Bolsonaro recebeu no primeiro turno 46% dos votos válidos e Luladdad 29%. Uma semana depois, a vantagem do primeiro sobre o segundo oscilou de 17 para 18 pontos. Ou seja, está consolidada.

E o que aconteceu nessa semana? Bolsonaro deu uma leve maneirada em suas propostas, mas pisou na bola ao defender a manutenção das estatais “estratégicas” e não atribuir prioridade à reforma da Previdência. O mercado se abalou, mas sua popularidade não se feriu.

Luladdad, por sua vez, inaugurou a quarta fase da campanha petista. A primeira foi pautada pelo slogan “eleição sem Lula é golpe”. a segunda afrontou o Judiciário ao forçar a candidatura do chefão, impedido pela Lei da Ficha Limpa; a terceira – após a impugnação do presidiário – tentou colar Haddad a ele (“Lula é Haddad, Haddad é Lula”); e a quarta quer apresentar o candidato como dotado de personalidade própria e dissociá-lo do programa bolivariano do partido por meio da adoção do verde e amarelo em lugar do vermelho, entre outras mudanças cosméticas.
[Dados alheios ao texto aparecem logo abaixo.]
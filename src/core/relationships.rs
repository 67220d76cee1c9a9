use crate::core::context::CloneContext;
use crate::domain::model::{join_path, DatasetDescriptor, RelationshipClassDescriptor};
use crate::domain::outcome::CloneOutcome;
use crate::domain::params::{
    CardinalityKeyword, MessageDirection, RelationshipClassParams, RelationshipTypeKeyword,
};
use crate::domain::ports::{Catalog, ProgressReporter};
use crate::utils::error::{CloneError, Result};

/// Translates a relationship class into creation parameters against the
/// target catalog. Endpoints are addressed by their unqualified names.
pub fn relationship_params(
    dataset: &DatasetDescriptor,
    relationship: &RelationshipClassDescriptor,
    target_catalog: &str,
) -> Result<RelationshipClassParams> {
    let origin = relationship
        .origin_table()
        .ok_or_else(|| CloneError::precondition(&dataset.name, "it has no origin class"))?;
    let destination = relationship.destination_table().ok_or_else(|| {
        CloneError::precondition(&dataset.name, "it has no destination class")
    })?;

    let (destination_primary_key, destination_foreign_key) = match &relationship.destination_keys
    {
        Some(keys) => (Some(keys.primary.clone()), Some(keys.foreign.clone())),
        None => (None, None),
    };

    Ok(RelationshipClassParams {
        origin_table: join_path(target_catalog, origin),
        destination_table: join_path(target_catalog, destination),
        out_path: join_path(target_catalog, dataset.unqualified_name()),
        relationship_type: RelationshipTypeKeyword::from_composite(relationship.is_composite),
        forward_label: relationship.forward_path_label.clone(),
        backward_label: relationship.backward_path_label.clone(),
        message_direction: MessageDirection::from(relationship.notification),
        cardinality: CardinalityKeyword::from(relationship.cardinality),
        attributed: relationship.is_attributed,
        origin_primary_key: relationship.origin_keys.primary.clone(),
        origin_foreign_key: relationship.origin_keys.foreign.clone(),
        destination_primary_key,
        destination_foreign_key,
    })
}

pub async fn clone_relationship_class<C, R>(
    ctx: &CloneContext<'_, C, R>,
    dataset: &DatasetDescriptor,
    relationship: &RelationshipClassDescriptor,
) -> Result<CloneOutcome>
where
    C: Catalog + ?Sized,
    R: ProgressReporter + ?Sized,
{
    let name = dataset.unqualified_name();
    let params = relationship_params(dataset, relationship, ctx.target_catalog)?;

    // Endpoints are cloned in the first phase; both must be there by now.
    for (role, table, path) in [
        ("origin", relationship.origin_table(), &params.origin_table),
        ("destination", relationship.destination_table(), &params.destination_table),
    ] {
        if !ctx.catalog.exists(path).await? {
            let table = table.unwrap_or_default();
            return Err(CloneError::precondition(
                name,
                format!("the {} {} table is missing", table, role),
            ));
        }
    }

    if relationship.is_attributed {
        create_attributed(ctx, dataset, relationship, &params).await?;
    } else {
        ctx.catalog.create_relationship_class(&params).await?;
    }

    if relationship.relationship_rules.is_empty() {
        ctx.reporter.info(&format!("Cloned Relationship Class {}", name));
    } else {
        ctx.reporter.warning(&format!(
            "The {} relationship class was cloned, but relationship rules could not be copied over",
            name
        ));
    }
    Ok(CloneOutcome::Cloned)
}

/// Stages the source attribute table, creates the relationship class from
/// it, then releases the staging table whether or not creation succeeded.
async fn create_attributed<C, R>(
    ctx: &CloneContext<'_, C, R>,
    dataset: &DatasetDescriptor,
    relationship: &RelationshipClassDescriptor,
    params: &RelationshipClassParams,
) -> Result<()>
where
    C: Catalog + ?Sized,
    R: ProgressReporter + ?Sized,
{
    let fields: Vec<String> = relationship.fields.iter().map(|f| f.name.clone()).collect();
    let staging = ctx
        .catalog
        .create_transient_table(&dataset.source_path())
        .await?;
    tracing::debug!("Staged attribute table {} for {}", staging, params.out_path);

    let created = ctx
        .catalog
        .create_relationship_class_from_table(params, &staging, &fields)
        .await;

    if let Err(e) = ctx.catalog.delete(&staging).await {
        tracing::warn!("Failed to release staging table {}: {}", staging, e);
        ctx.reporter.warning(&format!("Could not remove staging table {}", staging));
    }

    created
}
Nada adiantou. O eleitor perseguido por essa estratégia – o que rejeita Haddad mas também não quer Bolsonaro – limita-se a esta altura do campeonato a um contingente ínfimo e propenso a votar a contragosto no capitão reformado para impedir a volta do PT ao poder.

Obedecendo à orientação do seu líder encarcerado, o PT desidratou seu candidato, abrandou suas teses, deu-lhe um banho de loja e… de nada adiantou! Pelo contrário (pois Haddad chegou onde chegou graças a Lula e não conseguirá ir adiante sem ele), a distância do petista em relação ao favorito aumentou e – para piorar – sua rejeição também, enquanto a do outro diminuiu.

Faltando doze dias para o segundo turno, conclui-se: o único que pode derrotar Bolsonaro é Bolsonaro. Quanto menos falar, quanto menos se mover, mais se consolidará. E deixará o PT exasperado com a ineficácia de sua estratégia camaleônica, restando-lhe como alternativa intensificar os ataques ao adversário. O que contribuirá para aumentar a vantagem de Bolsonaro.